Prebiotics are non-digestible food ingredients (fibre) such as non-starch polysaccharides (a type of carbohydrate) and resistant starch. They provide nutrients that stimulate the growth or activity of ‘good’ bacteria in the GI tract. Examples of sources of prebiotics are stalks and leaves of vegetables, outer coverings of seeds and fruits, bread, potatoes, and bananas. Bacteria in the gut use this non-digestible food matter to produce short-chain fatty acids (SCFA) such as acetate, butyrate, and propionate. These SCFA have a number of beneficial effects:
- they are used as fuel by the colon wall, liver, heart, and lungs
- they increase the absorption of electrolytes and fluid, reducing the risk of diarrhoea
- they increase the efficiency of digestion by slowing down the rate at which food moves through the small intestine.
Butyrate in particular appears to be especially useful as it is the preferred fuel of colon cells and helps to maintain their integrity.
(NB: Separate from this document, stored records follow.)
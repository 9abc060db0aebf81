//! Storage layer for drover workers.
//!
//! This module provides a trait-based interface to the queue store a worker
//! leases work from, with two backend implementations:
//!
//! - [`InMemoryStore`]: in-process queues and flow runs for tests and development
//! - [`PostgresStore`]: pgmq queues plus the pgflow schema (`postgres` feature)
//!
//! # Example
//!
//! ```no_run
//! use drover::storage::{InMemoryStore, PollParams, Store};
//! use std::time::Duration;
//!
//! # async fn example() -> Result<(), Box<dyn std::error::Error>> {
//! let store = InMemoryStore::new();
//! store.send("emails", serde_json::json!({"to": "a@example.com"}));
//!
//! let batch = store
//!     .read_with_poll("emails", PollParams {
//!         batch_size: 10,
//!         visibility_timeout: Duration::from_secs(10),
//!         max_poll: Duration::from_secs(5),
//!         poll_interval: Duration::from_millis(200),
//!     })
//!     .await?;
//! store.archive("emails", batch[0].msg_id).await?;
//! # Ok(())
//! # }
//! ```

use async_trait::async_trait;
use serde_json::Value;
use std::sync::Arc;
use std::time::Duration;
use uuid::Uuid;

mod error;
mod params;
mod queue;

pub mod memory;

#[cfg(feature = "postgres")]
pub mod postgres;

pub use error::{Result, StorageError};
pub use memory::{InMemoryStore, RunSnapshot, StoreOp};
pub use params::PollParams;
pub use queue::{
    HeartbeatStatus, LeasedItem, MessageRecord, RunStatus, StepStatus, StepTaskRecord, WorkerRow,
};

#[cfg(feature = "postgres")]
pub use postgres::PostgresStore;

/// Trait for queue store backends.
///
/// Worker bookkeeping is required of every backend. Queue and flow-task
/// operations are optional: a backend that only serves one kind of worker
/// leaves the other set at its default, which returns
/// [`StorageError::Unsupported`].
#[async_trait]
pub trait Store: Send + Sync {
    // ===== Worker Registry =====

    /// Record a worker as started for `queue_name`.
    async fn register_worker(
        &self,
        queue_name: &str,
        worker_id: Uuid,
        function_name: &str,
    ) -> Result<WorkerRow>;

    /// Bump the worker's heartbeat and report whether it has been deprecated.
    async fn send_heartbeat(&self, worker: &WorkerRow) -> Result<HeartbeatStatus>;

    /// Record the worker as stopped.
    async fn mark_worker_stopped(&self, worker_id: Uuid) -> Result<()>;

    /// Release connections held by the store.
    async fn close(&self) -> Result<()> {
        Ok(())
    }

    // ===== Message Queue Operations =====

    /// Lease up to `params.batch_size` visible messages, long-polling while
    /// the queue is empty.
    ///
    /// # Default Implementation
    ///
    /// Returns `StorageError::Unsupported` by default.
    async fn read_with_poll(&self, queue_name: &str, params: PollParams) -> Result<Vec<MessageRecord>> {
        let _ = (queue_name, params);
        Err(StorageError::Unsupported(
            "message queues not implemented for this storage backend".to_string(),
        ))
    }

    /// Make a leased message visible again `delay` from now.
    async fn set_visibility(&self, queue_name: &str, msg_id: i64, delay: Duration) -> Result<()> {
        let _ = (queue_name, msg_id, delay);
        Err(StorageError::Unsupported(
            "message queues not implemented for this storage backend".to_string(),
        ))
    }

    /// Remove a message from the queue, keeping it in the queue's archive.
    async fn archive(&self, queue_name: &str, msg_id: i64) -> Result<()> {
        let _ = (queue_name, msg_id);
        Err(StorageError::Unsupported(
            "message queues not implemented for this storage backend".to_string(),
        ))
    }

    /// Archive several messages in one call.
    async fn archive_batch(&self, queue_name: &str, msg_ids: &[i64]) -> Result<()> {
        let _ = (queue_name, msg_ids);
        Err(StorageError::Unsupported(
            "message queues not implemented for this storage backend".to_string(),
        ))
    }

    // ===== Flow Task Operations =====

    /// Lease step tasks queued for the flow served by `queue_name`.
    async fn poll_for_tasks(
        &self,
        queue_name: &str,
        params: PollParams,
    ) -> Result<Vec<StepTaskRecord>> {
        let _ = (queue_name, params);
        Err(StorageError::Unsupported(
            "flow tasks not implemented for this storage backend".to_string(),
        ))
    }

    /// Record a step's output and release its dependents.
    async fn complete_task(&self, run_id: Uuid, step_slug: &str, output: &Value) -> Result<()> {
        let _ = (run_id, step_slug, output);
        Err(StorageError::Unsupported(
            "flow tasks not implemented for this storage backend".to_string(),
        ))
    }

    /// Record a step as permanently failed, failing its run.
    async fn fail_task(&self, run_id: Uuid, step_slug: &str, error_message: &str) -> Result<()> {
        let _ = (run_id, step_slug, error_message);
        Err(StorageError::Unsupported(
            "flow tasks not implemented for this storage backend".to_string(),
        ))
    }
}

// Lets workers share one store behind `Arc<dyn Store>` or a concrete `Arc<S>`.
#[async_trait]
impl<S: Store + ?Sized> Store for Arc<S> {
    async fn register_worker(
        &self,
        queue_name: &str,
        worker_id: Uuid,
        function_name: &str,
    ) -> Result<WorkerRow> {
        (**self)
            .register_worker(queue_name, worker_id, function_name)
            .await
    }

    async fn send_heartbeat(&self, worker: &WorkerRow) -> Result<HeartbeatStatus> {
        (**self).send_heartbeat(worker).await
    }

    async fn mark_worker_stopped(&self, worker_id: Uuid) -> Result<()> {
        (**self).mark_worker_stopped(worker_id).await
    }

    async fn close(&self) -> Result<()> {
        (**self).close().await
    }

    async fn read_with_poll(&self, queue_name: &str, params: PollParams) -> Result<Vec<MessageRecord>> {
        (**self).read_with_poll(queue_name, params).await
    }

    async fn set_visibility(&self, queue_name: &str, msg_id: i64, delay: Duration) -> Result<()> {
        (**self).set_visibility(queue_name, msg_id, delay).await
    }

    async fn archive(&self, queue_name: &str, msg_id: i64) -> Result<()> {
        (**self).archive(queue_name, msg_id).await
    }

    async fn archive_batch(&self, queue_name: &str, msg_ids: &[i64]) -> Result<()> {
        (**self).archive_batch(queue_name, msg_ids).await
    }

    async fn poll_for_tasks(
        &self,
        queue_name: &str,
        params: PollParams,
    ) -> Result<Vec<StepTaskRecord>> {
        (**self).poll_for_tasks(queue_name, params).await
    }

    async fn complete_task(&self, run_id: Uuid, step_slug: &str, output: &Value) -> Result<()> {
        (**self).complete_task(run_id, step_slug, output).await
    }

    async fn fail_task(&self, run_id: Uuid, step_slug: &str, error_message: &str) -> Result<()> {
        (**self).fail_task(run_id, step_slug, error_message).await
    }
}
Clinical studies in patients with ulcerative colitis have shown that infusion with butyrate can result in prompt healing of the lining of the large intestine.
Probiotics are food supplements containing ‘friendly’ bacteria that change the population of bacteria in the large intestine from ‘bad’ to ‘good.’ Probiotics are available as yoghurt or yoghurt drinks and in capsule or powder formulations. Research suggests that probiotics might play a role in maintaining remission among those with IBD by acting in some important ways:
- they counteract dysfunction of the immune system by preventing bad bacteria from populating the intestinal wall
- they prevent infection by ensuring that the intestinal wall remains healthy
- they improve the production of healthy by-products, such as butyrate, in the large intestine.
Prebiotics and probiotics have different, but complementary, mechanisms. Increasing the amount of non-starch polysaccharides and resistant starch in your diet is an easy and inexpensive way to improve the health of your large intestine. Adding yoghurt to your diet is not only easy to do, it also provides an excellent source of calcium and plenty of ‘good bugs’ for your intestine.
A word of caution, however: not all probiotics are created equally. You’ll need to consider the dose as well as the strain of probiotic to determine if the therapy will be of benefit to you. Speak to your clinical team to determine the best course of action.
What about fish and fish oil?
A lower incidence of IBD has been found in countries such as Japan, where fish consumption is traditionally high. The omega-3 fats found in fish are anti-inflammatory and, whilst more research is needed for IBD, there is some evidence to suggest that fish oil can help people maintain remission longer.
You can get certain amounts of omega-3 from green leafy vegetables, walnuts, canola, and linseeds, but eating several fish meals a week is the best way of ensuring adequate intake of omega-3 fats. Fish also a great source of protein and other nutrients.
Fish oil capsules can supply much larger amounts of anti-inflammatory omega-3 fats. If you wish to take fish oil via capsules, ask your clinical team for advice as you might need a number of capsules a day. Fish oil should be taken before a meal to avoid repeating (burping) a ‘fishy taste.’